▶ [Assignment]
Reproduce the listing verbatim through the line with "bump the count.".

═════ Dataset entries

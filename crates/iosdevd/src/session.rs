//! Reference-counted device session.
//!
//! A `DeviceSession` guards one transport of one device. The first
//! `connect()` runs the full handshake (library connect, pair if needed,
//! validate pairing, start session); later calls only bump the count.
//! `disconnect()` tears everything down when the count returns to zero, or
//! right away when forced.
//!
//! Scoped work goes through [`DeviceSession::open`], whose guard releases
//! its reference on drop, so increments and decrements always balance.
//!
//! # Locking
//!
//! The count lives behind the session's own mutex, held across the
//! handshake so concurrent `connect` calls on one session serialize. The
//! registry lock is never held while any of this runs.

use std::fmt;
use std::path::Path;
use std::sync::Arc;

use parking_lot::Mutex;
use tracing::{debug, info, warn};

use iosdev_core::{
    DeviceError, DeviceId, DeviceProperties, DeviceProperty, DeviceResult, PropertyKind,
    PropertyValue, TransportKind,
};

use crate::backend::{DeviceSocket, NativeDevice};

pub struct DeviceSession {
    device: Arc<dyn NativeDevice>,
    open_count: Mutex<usize>,
}

impl DeviceSession {
    pub fn new(device: Arc<dyn NativeDevice>) -> Self {
        Self {
            device,
            open_count: Mutex::new(0),
        }
    }

    pub fn udid(&self) -> &DeviceId {
        self.device.udid()
    }

    pub fn transport(&self) -> TransportKind {
        self.device.transport()
    }

    pub fn connection_id(&self) -> u32 {
        self.device.connection_id()
    }

    pub fn open_count(&self) -> usize {
        *self.open_count.lock()
    }

    /// True while at least one reference holds the session open.
    pub fn is_open(&self) -> bool {
        self.open_count() > 0
    }

    /// Takes a reference, running the handshake on the 0 -> 1 transition.
    ///
    /// On failure the session is fully closed and the count reset to 0.
    pub fn connect(&self) -> DeviceResult<()> {
        let mut count = self.open_count.lock();
        *count += 1;
        if *count > 1 {
            return Ok(());
        }

        if let Err(e) = self.handshake() {
            warn!(
                udid = %self.udid(),
                transport = %self.transport(),
                error = %e,
                "Session handshake failed"
            );
            self.teardown();
            *count = 0;
            return Err(e);
        }

        debug!(udid = %self.udid(), transport = %self.transport(), "Session started");
        Ok(())
    }

    /// Releases a reference.
    ///
    /// A no-op when nothing is open. Tears down when `force` is set or the
    /// last reference goes.
    pub fn disconnect(&self, force: bool) {
        let mut count = self.open_count.lock();
        if *count == 0 {
            return;
        }

        if force || *count == 1 {
            self.teardown();
            *count = 0;
            debug!(
                udid = %self.udid(),
                transport = %self.transport(),
                force,
                "Session closed"
            );
        } else {
            *count -= 1;
        }
    }

    /// Connects and returns a guard that disconnects on drop.
    pub fn open(&self) -> DeviceResult<SessionGuard<'_>> {
        self.connect()?;
        Ok(SessionGuard { session: self })
    }

    /// Starts a named remote service on the device.
    pub fn start_service(&self, name: &str) -> DeviceResult<DeviceSocket> {
        let _guard = self.open()?;
        let socket = self
            .device
            .start_service(name)
            .map_err(|code| DeviceError::service_start(name, code))?;

        debug!(udid = %self.udid(), service = name, "Service started");
        Ok(socket)
    }

    /// Copies and installs an app bundle.
    pub fn install(&self, app_path: &Path) -> DeviceResult<()> {
        let _guard = self.open()?;

        info!(udid = %self.udid(), app = %app_path.display(), "Transferring app");
        self.device
            .transfer_app(app_path)
            .map_err(|code| DeviceError::TransferFailed { code })?;

        info!(udid = %self.udid(), app = %app_path.display(), "Installing app");
        self.device
            .install_app(app_path)
            .map_err(|code| DeviceError::InstallFailed { code })?;

        Ok(())
    }

    fn handshake(&self) -> DeviceResult<()> {
        self.device
            .connect()
            .map_err(|code| DeviceError::ConnectFailed { code })?;

        if !self.device.is_paired() {
            debug!(udid = %self.udid(), "Device not paired, pairing");
            self.device
                .pair()
                .map_err(|code| DeviceError::PairingFailed { code })?;
        }

        self.device
            .validate_pairing()
            .map_err(|code| DeviceError::PairingInvalid { code })?;

        self.device
            .start_session()
            .map_err(|code| DeviceError::SessionStartFailed { code })?;

        Ok(())
    }

    fn teardown(&self) {
        if let Err(code) = self.device.stop_session() {
            debug!(udid = %self.udid(), code = %code, "stop_session failed during teardown");
        }
        if let Err(code) = self.device.disconnect() {
            debug!(udid = %self.udid(), code = %code, "disconnect failed during teardown");
        }
    }
}

impl Drop for DeviceSession {
    fn drop(&mut self) {
        self.disconnect(true);
    }
}

impl fmt::Debug for DeviceSession {
    fn fmt(&self, f: &mut fmt::Formatter<'_>) -> fmt::Result {
        f.debug_struct("DeviceSession")
            .field("udid", self.udid())
            .field("transport", &self.transport())
            .field("open_count", &self.open_count())
            .finish()
    }
}

/// Proof that the session is open. Releases its reference on drop.
pub struct SessionGuard<'a> {
    session: &'a DeviceSession,
}

impl SessionGuard<'_> {
    pub fn session(&self) -> &DeviceSession {
        self.session
    }

    /// Reads a property, or the empty value of `kind` when absent or of
    /// another type.
    pub fn property(&self, key: &str, kind: PropertyKind) -> PropertyValue {
        self.session
            .device
            .copy_value(key)
            .filter(|value| value.kind() == kind)
            .unwrap_or_else(|| PropertyValue::empty(kind))
    }

    pub fn string_property(&self, key: &str) -> String {
        match self.property(key, PropertyKind::Text) {
            PropertyValue::Text(s) => s,
            PropertyValue::Flag(_) => String::new(),
        }
    }

    pub fn bool_property(&self, key: &str) -> bool {
        self.property(key, PropertyKind::Flag)
            .as_flag()
            .unwrap_or(false)
    }

    /// Reads the full canonical property set.
    pub fn read_properties(&self) -> DeviceProperties {
        let mut properties = DeviceProperties::default();
        for property in DeviceProperty::ALL {
            properties.set(property, self.property(property.native_key(), property.kind()));
        }
        properties
    }
}

impl Drop for SessionGuard<'_> {
    fn drop(&mut self) {
        self.session.disconnect(false);
    }
}

#[cfg(test)]
mod tests {
    use super::*;
    use crate::backend::sim::{SimBackend, SimDevice, SimDeviceSpec, SimFailures};
    use iosdev_core::NativeCode;

    fn session_with(spec: SimDeviceSpec) -> (DeviceSession, Arc<SimDevice>) {
        let backend = SimBackend::new();
        let device = backend.attach(spec, TransportKind::Local);
        let session = DeviceSession::new(Arc::clone(&device) as Arc<dyn NativeDevice>);
        (session, device)
    }

    #[test]
    fn test_only_first_connect_runs_handshake() {
        let (session, device) = session_with(SimDeviceSpec::new("a"));

        session.connect().unwrap();
        session.connect().unwrap();
        assert_eq!(session.open_count(), 2);
        assert_eq!(device.connect_calls(), 1);
        assert!(device.is_session_active());

        session.disconnect(false);
        assert!(device.is_session_active());
        session.disconnect(false);
        assert!(!device.is_session_active());
        assert!(!device.is_connected());
    }

    #[test]
    fn test_disconnect_at_zero_is_noop() {
        let (session, device) = session_with(SimDeviceSpec::new("a"));

        session.disconnect(false);
        session.disconnect(true);
        assert_eq!(session.open_count(), 0);

        session.connect().unwrap();
        assert_eq!(session.open_count(), 1);
        assert_eq!(device.connect_calls(), 1);
    }

    #[test]
    fn test_force_disconnect_ignores_count() {
        let (session, device) = session_with(SimDeviceSpec::new("a"));

        session.connect().unwrap();
        session.connect().unwrap();
        session.connect().unwrap();
        session.disconnect(true);

        assert_eq!(session.open_count(), 0);
        assert!(!device.is_connected());
    }

    #[test]
    fn test_unpaired_device_gets_paired() {
        let (session, device) = session_with(SimDeviceSpec::new("a").unpaired());
        session.connect().unwrap();
        assert!(NativeDevice::is_paired(device.as_ref()));
    }

    #[test]
    fn test_handshake_failures_map_per_step_and_reset() {
        let cases = [
            (
                SimFailures { connect: Some(0x04), ..Default::default() },
                DeviceError::ConnectFailed { code: NativeCode::QUERY_FAILED },
            ),
            (
                SimFailures { validate_pairing: Some(0x25), ..Default::default() },
                DeviceError::PairingInvalid { code: NativeCode::DICT_NOT_LOADED },
            ),
            (
                SimFailures { start_session: Some(0x0b), ..Default::default() },
                DeviceError::SessionStartFailed { code: NativeCode::INVALID_ARGUMENT },
            ),
        ];

        for (failures, expected) in cases {
            let (session, device) = session_with(SimDeviceSpec::new("a").failures(failures));
            assert_eq!(session.connect().unwrap_err(), expected);
            assert_eq!(session.open_count(), 0);
            assert!(!device.is_connected());
        }
    }

    #[test]
    fn test_pair_failure() {
        let spec = SimDeviceSpec::new("a").unpaired().failures(SimFailures {
            pair: Some(0x33),
            ..Default::default()
        });
        let (session, _device) = session_with(spec);
        assert!(matches!(session.connect(), Err(DeviceError::PairingFailed { .. })));
    }

    #[test]
    fn test_guard_balances_count() {
        let (session, _device) = session_with(SimDeviceSpec::new("a"));

        session.connect().unwrap();
        {
            let _guard = session.open().unwrap();
            assert_eq!(session.open_count(), 2);
        }
        assert_eq!(session.open_count(), 1);
    }

    #[test]
    fn test_properties_typed_and_defaulted() {
        let spec = SimDeviceSpec::new("a")
            .property("DeviceName", "Phone")
            .property("DeviceColor", "5")
            .property("TrustedHostAttached", true);
        let (session, _device) = session_with(spec);

        let guard = session.open().unwrap();
        assert_eq!(guard.string_property("DeviceName"), "Phone");
        assert_eq!(guard.string_property("SerialNumber"), "");
        assert!(guard.bool_property("TrustedHostAttached"));
        assert!(!guard.bool_property("DeviceName"));

        let props = guard.read_properties();
        assert_eq!(props.name, "Phone");
        assert_eq!(props.device_color, "Jet Black");
        assert!(props.trusted_host_attached);
    }

    #[test]
    fn test_service_failure_kinds() {
        let spec = SimDeviceSpec::new("a").failures(SimFailures {
            start_service: Some(0x01),
            ..Default::default()
        });
        let (session, _device) = session_with(spec);

        let err = session.start_service("com.example.svc").unwrap_err();
        assert_eq!(
            err.to_string(),
            "Failed to start \"com.example.svc\" service due to system call error (0x1)"
        );
        assert_eq!(session.open_count(), 0);
    }

    #[test]
    fn test_install_maps_known_codes() {
        let spec = SimDeviceSpec::new("a").failures(SimFailures {
            transfer: Some(NativeCode::APP_CONTAINS_SYMLINKS.0),
            ..Default::default()
        });
        let (session, _device) = session_with(spec);
        let err = session.install(Path::new("/tmp/App.app")).unwrap_err();
        assert_eq!(
            err.to_string(),
            "Failed to copy app to device: can't install app that contains symlinks"
        );

        let spec = SimDeviceSpec::new("b").failures(SimFailures {
            install: Some(NativeCode::PROVISIONING_FAILED.0),
            ..Default::default()
        });
        let (session, _device) = session_with(spec);
        assert!(session
            .install(Path::new("/tmp/App.app"))
            .unwrap_err()
            .to_string()
            .contains("provisioning profile"));
    }

    #[test]
    fn test_drop_force_closes() {
        let (session, device) = session_with(SimDeviceSpec::new("a"));
        session.connect().unwrap();
        session.connect().unwrap();
        drop(session);
        assert!(!device.is_connected());
    }
}
//! Device registry owned by the watcher.
//!
//! Mutations happen under one lock, held only for the map change. Everything
//! that calls into the device (property probe, session teardown) runs
//! outside it on values cloned or moved out.

use std::collections::BTreeMap;
use std::sync::Arc;

use tracing::{debug, info, warn};

use iosdev_core::{DeviceError, DeviceId, DeviceResult, DeviceView, TransportKind};

use crate::backend::{DeviceBackend, NativeDevice};
use crate::device::{DetachedTransport, DeviceRecord};
use crate::runloop::Runtimes;
use crate::session::DeviceSession;

#[derive(Default)]
pub struct Registry {
    records: BTreeMap<DeviceId, DeviceRecord>,
}

impl Registry {
    pub fn new() -> Self {
        Self::default()
    }

    pub fn len(&self) -> usize {
        self.records.len()
    }

    pub fn is_empty(&self) -> bool {
        self.records.is_empty()
    }

    pub fn get(&self, udid: &DeviceId) -> DeviceResult<&DeviceRecord> {
        self.records
            .get(udid)
            .ok_or_else(|| DeviceError::DeviceNotFound(udid.clone()))
    }

    pub fn contains(&self, udid: &DeviceId, transport: TransportKind) -> bool {
        self.records
            .get(udid)
            .map(|r| r.has_transport(transport))
            .unwrap_or(false)
    }

    /// Snapshot of every visible device, ordered by udid.
    pub fn views(&self) -> Vec<DeviceView> {
        self.records.values().map(DeviceRecord::view).collect()
    }

    /// Adds a transport to a known device. Returns false for an unknown device
    /// or a transport that is already present.
    pub fn add_transport(
        &mut self,
        session: Arc<DeviceSession>,
        backend: &Arc<dyn DeviceBackend>,
        runtimes: &Runtimes,
    ) -> bool {
        match self.records.get_mut(session.udid()) {
            Some(record) => record.attach(session, backend, runtimes),
            None => false,
        }
    }

    pub fn insert(&mut self, record: DeviceRecord) {
        self.records.insert(record.udid().clone(), record);
    }

    /// Removes a transport, and the record with it once it was the last one.
    pub fn detach(
        &mut self,
        udid: &DeviceId,
        transport: TransportKind,
    ) -> Option<DetachedTransport> {
        let record = self.records.get_mut(udid)?;
        let detached = record.detach(transport)?;
        if record.is_empty() {
            self.records.remove(udid);
            info!(udid = %udid, "Device removed");
        }
        Some(detached)
    }

    /// Empties the registry.
    pub fn drain(&mut self) -> Vec<DetachedTransport> {
        std::mem::take(&mut self.records)
            .into_values()
            .flat_map(|mut record| record.detach_all())
            .collect()
    }
}

/// Outcome of handling one attach notification.
#[derive(Debug, Clone, Copy, PartialEq, Eq)]
pub enum AttachOutcome {
    /// A new device became visible.
    Added,
    /// A known device gained a transport.
    TransportAdded,
    /// The transport was already known.
    Duplicate,
    /// The property probe failed; the device stays invisible.
    ProbeFailed,
}

impl AttachOutcome {
    pub fn changed(self) -> bool {
        matches!(self, Self::Added | Self::TransportAdded)
    }
}

/// Handles an attach: probes a new device once, or adds a transport.
pub fn handle_attach(
    registry: &parking_lot::Mutex<Registry>,
    device: Arc<dyn NativeDevice>,
    backend: &Arc<dyn DeviceBackend>,
    runtimes: &Runtimes,
) -> AttachOutcome {
    let udid = device.udid().clone();
    let transport = device.transport();
    let session = Arc::new(DeviceSession::new(device));

    {
        let mut records = registry.lock();
        if records.contains(&udid, transport) {
            debug!(udid = %udid, transport = %transport, "Duplicate attach ignored");
            return AttachOutcome::Duplicate;
        }
        if records.add_transport(Arc::clone(&session), backend, runtimes) {
            info!(udid = %udid, transport = %transport, "Device transport added");
            return AttachOutcome::TransportAdded;
        }
    }

    let properties = match session.open().map(|guard| guard.read_properties()) {
        Ok(properties) => properties,
        Err(e) => {
            warn!(udid = %udid, transport = %transport, error = %e, "Device probe failed, ignoring device");
            return AttachOutcome::ProbeFailed;
        }
    };

    let mut records = registry.lock();
    if records.add_transport(Arc::clone(&session), backend, runtimes) {
        return AttachOutcome::TransportAdded;
    }
    records.insert(DeviceRecord::new(session, properties, backend, runtimes));
    info!(udid = %udid, transport = %transport, "Device added");
    AttachOutcome::Added
}

/// Handles a detach. Returns true if the device list changed.
pub fn handle_detach(
    registry: &parking_lot::Mutex<Registry>,
    udid: &DeviceId,
    transport: TransportKind,
) -> bool {
    let detached = registry.lock().detach(udid, transport);
    match detached {
        Some(detached) => {
            info!(udid = %udid, transport = %transport, "Device transport removed");
            detached.teardown();
            true
        }
        None => {
            debug!(udid = %udid, transport = %transport, "Detach for unknown transport ignored");
            false
        }
    }
}
//! iosdev Protocol - Wire protocol for daemon communication
//!
//! This crate provides the newline-delimited JSON messages exchanged
//! between the iosdev daemon and its clients.

pub mod message;
pub mod version;

pub use message::{ClientMessage, DaemonMessage, MessageType, RelaySource};
pub use version::{ProtocolVersion, VersionError};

══════════

▶ [Exercise result]
filename crates/iosdevd/src/session.rs
//! Reference-counted device session.
//!
//! A `DeviceSession` guards one transport of one device. The first
//! `connect()` runs the full handshake (library connect, pair if needed,
//! validate pairing, start session); later calls only bump the count.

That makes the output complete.